(Beginning of DATA PROVIDED)

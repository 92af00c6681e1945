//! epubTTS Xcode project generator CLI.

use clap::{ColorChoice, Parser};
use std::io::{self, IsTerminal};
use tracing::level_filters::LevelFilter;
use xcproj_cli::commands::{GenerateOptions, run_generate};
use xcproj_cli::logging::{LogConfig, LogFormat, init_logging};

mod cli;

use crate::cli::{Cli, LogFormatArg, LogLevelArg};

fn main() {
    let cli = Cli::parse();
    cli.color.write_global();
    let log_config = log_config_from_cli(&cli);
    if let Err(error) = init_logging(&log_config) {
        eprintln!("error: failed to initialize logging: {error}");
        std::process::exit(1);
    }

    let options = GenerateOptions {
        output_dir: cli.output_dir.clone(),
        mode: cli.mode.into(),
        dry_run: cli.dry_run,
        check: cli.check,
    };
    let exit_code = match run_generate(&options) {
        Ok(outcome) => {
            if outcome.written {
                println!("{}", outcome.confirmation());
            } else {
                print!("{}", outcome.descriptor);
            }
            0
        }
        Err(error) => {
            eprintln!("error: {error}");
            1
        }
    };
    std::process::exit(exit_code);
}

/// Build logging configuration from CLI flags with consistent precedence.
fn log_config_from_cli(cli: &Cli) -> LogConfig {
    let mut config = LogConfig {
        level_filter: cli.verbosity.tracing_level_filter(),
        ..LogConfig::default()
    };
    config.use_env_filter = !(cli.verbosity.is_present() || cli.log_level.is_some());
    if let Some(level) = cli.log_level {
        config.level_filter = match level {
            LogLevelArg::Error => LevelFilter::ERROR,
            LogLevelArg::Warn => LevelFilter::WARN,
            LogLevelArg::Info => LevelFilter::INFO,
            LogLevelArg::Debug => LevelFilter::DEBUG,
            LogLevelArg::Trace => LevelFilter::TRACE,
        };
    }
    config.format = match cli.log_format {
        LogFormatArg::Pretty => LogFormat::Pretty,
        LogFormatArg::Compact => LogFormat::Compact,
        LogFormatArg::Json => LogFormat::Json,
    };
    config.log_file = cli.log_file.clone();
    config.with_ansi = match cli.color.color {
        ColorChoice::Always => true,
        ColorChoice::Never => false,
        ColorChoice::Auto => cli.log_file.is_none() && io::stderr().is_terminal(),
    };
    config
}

(End of DATA PROVIDED)
(Beginning of DATA PROVIDED)

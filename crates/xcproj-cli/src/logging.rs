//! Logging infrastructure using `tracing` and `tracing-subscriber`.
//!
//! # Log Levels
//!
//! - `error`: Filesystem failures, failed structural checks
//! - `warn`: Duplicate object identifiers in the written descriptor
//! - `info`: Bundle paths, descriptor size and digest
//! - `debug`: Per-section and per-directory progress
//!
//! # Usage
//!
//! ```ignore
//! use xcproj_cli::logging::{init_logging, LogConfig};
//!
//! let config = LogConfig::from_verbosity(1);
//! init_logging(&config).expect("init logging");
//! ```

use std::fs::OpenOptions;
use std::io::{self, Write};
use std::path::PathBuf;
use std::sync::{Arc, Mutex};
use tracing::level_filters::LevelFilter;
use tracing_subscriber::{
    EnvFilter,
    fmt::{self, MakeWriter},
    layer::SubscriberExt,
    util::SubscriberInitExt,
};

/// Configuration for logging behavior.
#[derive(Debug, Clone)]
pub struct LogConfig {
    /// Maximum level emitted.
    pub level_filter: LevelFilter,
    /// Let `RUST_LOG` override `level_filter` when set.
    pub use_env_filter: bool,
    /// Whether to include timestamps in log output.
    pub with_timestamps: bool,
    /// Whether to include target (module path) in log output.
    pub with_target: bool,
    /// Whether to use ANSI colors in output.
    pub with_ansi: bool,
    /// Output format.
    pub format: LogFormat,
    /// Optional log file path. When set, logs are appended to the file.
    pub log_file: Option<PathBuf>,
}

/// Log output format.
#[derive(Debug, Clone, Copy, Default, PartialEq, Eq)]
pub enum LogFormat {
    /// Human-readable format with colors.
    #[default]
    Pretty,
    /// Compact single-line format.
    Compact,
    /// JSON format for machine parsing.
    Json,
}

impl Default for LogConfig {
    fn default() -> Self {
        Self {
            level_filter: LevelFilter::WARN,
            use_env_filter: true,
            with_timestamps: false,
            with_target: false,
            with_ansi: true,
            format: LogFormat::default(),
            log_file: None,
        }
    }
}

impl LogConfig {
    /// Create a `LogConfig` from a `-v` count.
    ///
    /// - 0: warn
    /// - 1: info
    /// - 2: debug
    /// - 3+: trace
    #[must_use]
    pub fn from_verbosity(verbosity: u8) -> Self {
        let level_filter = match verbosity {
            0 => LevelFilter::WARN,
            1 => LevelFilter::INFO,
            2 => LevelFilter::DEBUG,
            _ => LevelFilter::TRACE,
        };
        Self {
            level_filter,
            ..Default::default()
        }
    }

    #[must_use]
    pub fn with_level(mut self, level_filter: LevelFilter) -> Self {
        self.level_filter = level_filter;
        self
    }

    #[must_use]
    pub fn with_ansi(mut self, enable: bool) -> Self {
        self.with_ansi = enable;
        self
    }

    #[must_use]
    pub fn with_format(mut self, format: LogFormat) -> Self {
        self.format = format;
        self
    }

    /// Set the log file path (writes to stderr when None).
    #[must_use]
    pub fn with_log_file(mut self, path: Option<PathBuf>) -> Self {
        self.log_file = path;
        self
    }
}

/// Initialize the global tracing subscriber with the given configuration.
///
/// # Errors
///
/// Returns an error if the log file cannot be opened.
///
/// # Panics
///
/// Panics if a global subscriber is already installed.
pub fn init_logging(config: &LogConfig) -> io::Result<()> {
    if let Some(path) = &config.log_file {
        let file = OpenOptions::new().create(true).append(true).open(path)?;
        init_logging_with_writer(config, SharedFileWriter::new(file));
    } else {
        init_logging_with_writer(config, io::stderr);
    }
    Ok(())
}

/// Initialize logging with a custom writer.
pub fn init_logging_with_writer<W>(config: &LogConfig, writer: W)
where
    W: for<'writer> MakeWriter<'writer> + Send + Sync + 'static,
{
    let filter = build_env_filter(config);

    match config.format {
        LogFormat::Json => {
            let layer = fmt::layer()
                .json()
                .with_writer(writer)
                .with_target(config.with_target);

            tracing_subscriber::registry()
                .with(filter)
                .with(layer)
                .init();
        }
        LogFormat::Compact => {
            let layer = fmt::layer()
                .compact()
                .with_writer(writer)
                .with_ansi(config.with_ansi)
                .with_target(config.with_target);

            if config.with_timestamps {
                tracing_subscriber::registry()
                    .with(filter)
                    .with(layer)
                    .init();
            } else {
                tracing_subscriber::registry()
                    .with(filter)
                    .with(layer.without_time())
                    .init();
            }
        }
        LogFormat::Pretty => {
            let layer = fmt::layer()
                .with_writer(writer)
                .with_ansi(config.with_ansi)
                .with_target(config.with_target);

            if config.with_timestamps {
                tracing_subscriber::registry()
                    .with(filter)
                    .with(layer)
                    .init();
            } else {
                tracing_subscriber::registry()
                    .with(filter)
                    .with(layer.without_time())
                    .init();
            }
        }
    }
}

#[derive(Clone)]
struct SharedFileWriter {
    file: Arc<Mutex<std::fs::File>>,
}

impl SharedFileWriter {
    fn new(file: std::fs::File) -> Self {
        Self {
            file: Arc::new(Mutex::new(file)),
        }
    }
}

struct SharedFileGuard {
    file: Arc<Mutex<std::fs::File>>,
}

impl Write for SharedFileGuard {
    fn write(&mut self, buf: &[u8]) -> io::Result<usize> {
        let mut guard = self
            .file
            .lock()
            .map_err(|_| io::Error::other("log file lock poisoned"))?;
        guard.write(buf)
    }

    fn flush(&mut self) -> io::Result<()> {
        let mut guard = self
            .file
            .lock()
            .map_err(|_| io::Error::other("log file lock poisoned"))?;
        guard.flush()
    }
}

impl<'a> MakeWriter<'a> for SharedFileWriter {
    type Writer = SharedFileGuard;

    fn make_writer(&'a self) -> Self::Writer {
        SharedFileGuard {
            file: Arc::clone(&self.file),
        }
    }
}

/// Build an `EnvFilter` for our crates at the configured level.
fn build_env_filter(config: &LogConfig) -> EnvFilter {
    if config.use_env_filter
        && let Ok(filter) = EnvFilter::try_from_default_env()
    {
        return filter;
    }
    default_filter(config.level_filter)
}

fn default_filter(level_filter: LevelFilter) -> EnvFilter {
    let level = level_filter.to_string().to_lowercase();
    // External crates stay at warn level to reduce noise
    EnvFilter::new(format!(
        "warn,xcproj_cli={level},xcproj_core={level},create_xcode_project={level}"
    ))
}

(End of DATA PROVIDED)
(Beginning of DATA PROVIDED)

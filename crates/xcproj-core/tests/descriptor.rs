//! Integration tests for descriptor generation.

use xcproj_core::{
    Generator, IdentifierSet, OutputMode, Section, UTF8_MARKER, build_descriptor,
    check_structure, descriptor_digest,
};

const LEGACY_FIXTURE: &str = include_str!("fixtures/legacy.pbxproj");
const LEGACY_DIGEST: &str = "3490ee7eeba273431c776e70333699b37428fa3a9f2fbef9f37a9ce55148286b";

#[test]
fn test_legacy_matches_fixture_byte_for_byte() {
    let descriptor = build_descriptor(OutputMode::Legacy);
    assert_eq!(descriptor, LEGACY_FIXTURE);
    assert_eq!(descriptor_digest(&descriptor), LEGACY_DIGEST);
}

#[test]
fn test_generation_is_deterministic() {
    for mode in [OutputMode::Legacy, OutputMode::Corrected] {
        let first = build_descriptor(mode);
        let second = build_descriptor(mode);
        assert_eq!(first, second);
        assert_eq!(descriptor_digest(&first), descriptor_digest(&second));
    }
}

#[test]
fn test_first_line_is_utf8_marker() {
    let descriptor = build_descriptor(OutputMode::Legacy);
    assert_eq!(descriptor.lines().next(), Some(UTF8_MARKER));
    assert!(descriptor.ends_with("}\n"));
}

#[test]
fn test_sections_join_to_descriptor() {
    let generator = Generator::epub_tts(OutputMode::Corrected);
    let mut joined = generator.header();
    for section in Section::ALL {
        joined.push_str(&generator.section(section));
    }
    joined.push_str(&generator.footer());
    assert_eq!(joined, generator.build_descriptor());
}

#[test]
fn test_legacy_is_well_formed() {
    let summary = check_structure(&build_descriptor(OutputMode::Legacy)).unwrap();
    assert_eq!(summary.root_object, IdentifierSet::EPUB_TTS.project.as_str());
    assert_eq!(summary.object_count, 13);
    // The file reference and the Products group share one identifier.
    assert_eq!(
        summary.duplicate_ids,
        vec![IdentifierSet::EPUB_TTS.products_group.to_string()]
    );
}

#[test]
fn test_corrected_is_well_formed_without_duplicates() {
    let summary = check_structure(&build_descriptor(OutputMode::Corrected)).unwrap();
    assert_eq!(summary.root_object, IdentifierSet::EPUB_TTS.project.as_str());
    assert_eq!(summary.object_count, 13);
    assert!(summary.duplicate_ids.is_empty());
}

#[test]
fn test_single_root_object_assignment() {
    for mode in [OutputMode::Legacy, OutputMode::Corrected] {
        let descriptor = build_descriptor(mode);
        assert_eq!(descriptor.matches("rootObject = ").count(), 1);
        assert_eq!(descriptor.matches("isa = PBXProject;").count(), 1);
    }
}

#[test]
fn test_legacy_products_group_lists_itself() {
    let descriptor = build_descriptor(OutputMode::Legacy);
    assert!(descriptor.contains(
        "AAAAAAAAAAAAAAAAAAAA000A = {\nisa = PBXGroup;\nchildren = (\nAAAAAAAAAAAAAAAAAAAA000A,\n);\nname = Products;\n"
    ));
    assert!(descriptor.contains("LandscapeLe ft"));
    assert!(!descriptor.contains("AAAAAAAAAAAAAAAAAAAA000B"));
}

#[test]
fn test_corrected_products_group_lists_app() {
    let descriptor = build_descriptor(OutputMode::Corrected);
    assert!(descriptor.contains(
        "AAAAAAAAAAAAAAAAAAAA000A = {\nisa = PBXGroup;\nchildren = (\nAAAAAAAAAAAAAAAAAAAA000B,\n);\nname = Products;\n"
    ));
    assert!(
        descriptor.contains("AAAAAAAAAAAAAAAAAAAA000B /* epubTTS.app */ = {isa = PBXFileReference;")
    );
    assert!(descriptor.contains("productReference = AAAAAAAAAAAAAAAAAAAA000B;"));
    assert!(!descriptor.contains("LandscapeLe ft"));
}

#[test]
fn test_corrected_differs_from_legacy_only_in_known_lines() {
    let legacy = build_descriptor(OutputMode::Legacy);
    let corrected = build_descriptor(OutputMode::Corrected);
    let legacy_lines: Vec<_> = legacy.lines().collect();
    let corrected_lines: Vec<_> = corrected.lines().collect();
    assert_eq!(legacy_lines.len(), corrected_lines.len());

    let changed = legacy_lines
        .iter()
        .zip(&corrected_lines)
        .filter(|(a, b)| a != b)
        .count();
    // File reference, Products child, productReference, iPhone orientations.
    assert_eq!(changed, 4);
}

(End of DATA PROVIDED)

▶ ACTIVITY
Count of lines that include "EnvFilter" in the records above: write that value only.

▶ TASK RESPONSE
6